Tackling Turbo Trouble – PSA 1.6 HDI Engine

BTN Turbo investigates turbo failure caused by carbon build-up.

The PSA 1.6 HDi DV6TED4 engine is well known – it has been fitted to a variety of Peugeot, Citroen, Ford, Volvo, Mazda and Mini models. It has also become familiar to the technical experts at BTN Turbo, who are frequently asked about turbo issues relating to the PSA 1.6 HDi unit.

Carbon is the culprit

The queries nearly always relate to turbo failure caused by carbon build-up. All turbochargers depend on a clean, consistent supply of oil and it’s especially critical with this PSA engine. As long as all the lubricating passageways remain clear and the oil flows freely, there should be no problem. Issues do, however, occur if carbon starts to build up, either blocking the oil flow or contaminating it with carbon particles.

When this happens, the turbo’s bearings are damaged and ultimately the unit will fail. This article describes what you should do to prevent the replacement turbo failing for the same reason.

Hidden danger

Carbon contamination will show up as a build-up of thick, sticky sludge. It’s relatively easy to see in parts such as the cylinder head, sump, oil pump and strainer, but harder to detect internally. As carbon can easily block the oil feed pipes, they must be replaced. BTN Turbo will only supply a new or remanufactured turbocharger for this engine with the oil feed pipes. Remember, the pipes must fit flush with the mating surface to avoid leaks. The engine should be run for 20 to 30 minutes, then the oil and filter changed and the filter in the banjo bolt removed.

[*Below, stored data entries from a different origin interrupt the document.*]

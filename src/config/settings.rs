use std::path::Path;

use serde::Deserialize;

use super::job::RemovalMethod;

#[derive(Debug, Clone, Deserialize)]
#[serde(default)]
pub struct Settings {
    /// Rendering resolution for the sweep. 72 DPI keeps pixels aligned with
    /// PDF points.
    pub dpi: u32,
    pub threshold: f64,
    pub min_scale: f64,
    pub max_scale: f64,
    pub scale_steps: u32,
    pub method: RemovalMethod,
}

impl Default for Settings {
    fn default() -> Self {
        Settings {
            dpi: 72,
            threshold: 0.8,
            min_scale: 0.5,
            max_scale: 1.5,
            scale_steps: 10,
            method: RemovalMethod::Cover,
        }
    }
}

impl Settings {
    pub fn from_yaml(yaml: &str) -> crate::error::Result<Self> {
        serde_yml::from_str(yaml).map_err(|e| {
            crate::error::DelogoError::config(format!("Failed to parse settings YAML: {e}"))
        })
    }

    pub fn from_file(path: &Path) -> crate::error::Result<Self> {
        let content = std::fs::read_to_string(path)?;
        Self::from_yaml(&content)
    }
}
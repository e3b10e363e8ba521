//! # Index Key Layout
//!
//! Every ledger shares one index database. Keys are namespaced twice:
//!
//! ```text
//! <ledger_id> 0x00 <prefix> <suffix>
//! ```
//!
//! The ledger namespace is applied by the index handle, so the builders below
//! only produce `<prefix> <suffix>`. Ledger ids never contain `0x00`, which
//! keeps one ledger's namespace from being a prefix of another's.
//!
//! | Prefix | Suffix | Value |
//! |--------|--------|-------|
//! | `n` | block number (u64 BE) | `Location` |
//! | `h` | block hash | block number |
//! | `t` | uvarint(len) tx_id, block number (u64 BE), tx number (u64 BE) | `TxIndexValue` |
//! | `m` | `checkpoint` | `CheckpointInfo` |
//! | `m` | `index-checkpoint` | last indexed block number |
//!
//! Big-endian numbers make the engine's byte order equal numeric order, so a
//! scan over one tx id yields its occurrences by ascending (block, tx).

use ledger_types::wire::{put_raw_bytes, WireReader};

const LEDGER_SEPARATOR: u8 = 0x00;

/// Key namespaces inside one ledger.
#[derive(Debug, Clone, Copy, PartialEq, Eq)]
pub enum KeyPrefix {
    /// Block number to block location.
    BlockNumber,
    /// Block hash to block number.
    BlockHash,
    /// Transaction id (plus position) to transaction location.
    TxId,
    /// Checkpoints.
    Metadata,
}

impl KeyPrefix {
    pub fn as_byte(&self) -> u8 {
        match self {
            KeyPrefix::BlockNumber => b'n',
            KeyPrefix::BlockHash => b'h',
            KeyPrefix::TxId => b't',
            KeyPrefix::Metadata => b'm',
        }
    }

    /// Build a key with the given suffix.
    pub fn key(&self, suffix: &[u8]) -> Vec<u8> {
        let mut key = Vec::with_capacity(1 + suffix.len());
        key.push(self.as_byte());
        key.extend_from_slice(suffix);
        key
    }

    pub fn block_number_key(number: u64) -> Vec<u8> {
        KeyPrefix::BlockNumber.key(&number.to_be_bytes())
    }

    pub fn block_hash_key(hash: &[u8]) -> Vec<u8> {
        KeyPrefix::BlockHash.key(hash)
    }

    /// Prefix shared by every occurrence of `tx_id`.
    ///
    /// The id is length-prefixed so that scanning for `tx1` never matches
    /// `tx10`.
    pub fn tx_id_prefix(tx_id: &str) -> Vec<u8> {
        let mut key = vec![KeyPrefix::TxId.as_byte()];
        put_raw_bytes(&mut key, tx_id.as_bytes());
        key
    }

    pub fn tx_key(tx_id: &str, block_num: u64, tx_num: u64) -> Vec<u8> {
        let mut key = Self::tx_id_prefix(tx_id);
        key.extend_from_slice(&block_num.to_be_bytes());
        key.extend_from_slice(&tx_num.to_be_bytes());
        key
    }

    pub fn checkpoint_key() -> Vec<u8> {
        KeyPrefix::Metadata.key(b"checkpoint")
    }

    pub fn index_checkpoint_key() -> Vec<u8> {
        KeyPrefix::Metadata.key(b"index-checkpoint")
    }
}

/// Split a transaction key into `(tx_id, block_num, tx_num)`.
pub fn parse_tx_key(key: &[u8]) -> Option<(String, u64, u64)> {
    let (&prefix, rest) = key.split_first()?;
    if prefix != KeyPrefix::TxId.as_byte() {
        return None;
    }
    let mut reader = WireReader::new(rest);
    let tx_id = std::str::from_utf8(reader.read_raw_bytes().ok()?).ok()?;
    let block_num = reader.take(8, "block number").ok()?;
    let tx_num = reader.take(8, "tx number").ok()?;
    if !reader.is_empty() {
        return None;
    }
    Some((
        tx_id.to_string(),
        u64::from_be_bytes(block_num.try_into().ok()?),
        u64::from_be_bytes(tx_num.try_into().ok()?),
    ))
}

/// Namespace prefix of one ledger inside the shared index.
pub fn ledger_namespace(ledger_id: &str) -> Vec<u8> {
    let mut ns = Vec::with_capacity(ledger_id.len() + 1);
    ns.extend_from_slice(ledger_id.as_bytes());
    ns.push(LEDGER_SEPARATOR);
    ns
}

/// Full key of `key` within `ledger_id`'s namespace.
pub fn ledger_key(ledger_id: &str, key: &[u8]) -> Vec<u8> {
    let mut full = ledger_namespace(ledger_id);
    full.extend_from_slice(key);
    full
}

Realistically, it’s almost impossible to be 100% certain the engine and all related ancillaries are carbon-free. As BTN Turbo’s Critical Instructions show, even an engine serviced by an Approved Dealer at the correct service intervals, using the manufacturer’s recommended oil and filters, suffered two turbo failures in just 110,000 miles.

Strict maintenance regime

Nevertheless, it’s still vital to carry out all the recommendations from BTN Turbo and Honeywell Garrett, to give the replacement turbo the best chance of a long and reliable working life. These include ensuring the oil can provide the maximum possible protection, by changing it (and the filter) one month after turbo replacement, and then every 3,000 miles or six months.

Also available via the BTN Turbo TurboTech web page are critical instructions for the PSA 1.6 HDi. These comprehensive instructions include a list of vital and recommended parts to replace when fitting a new turbo.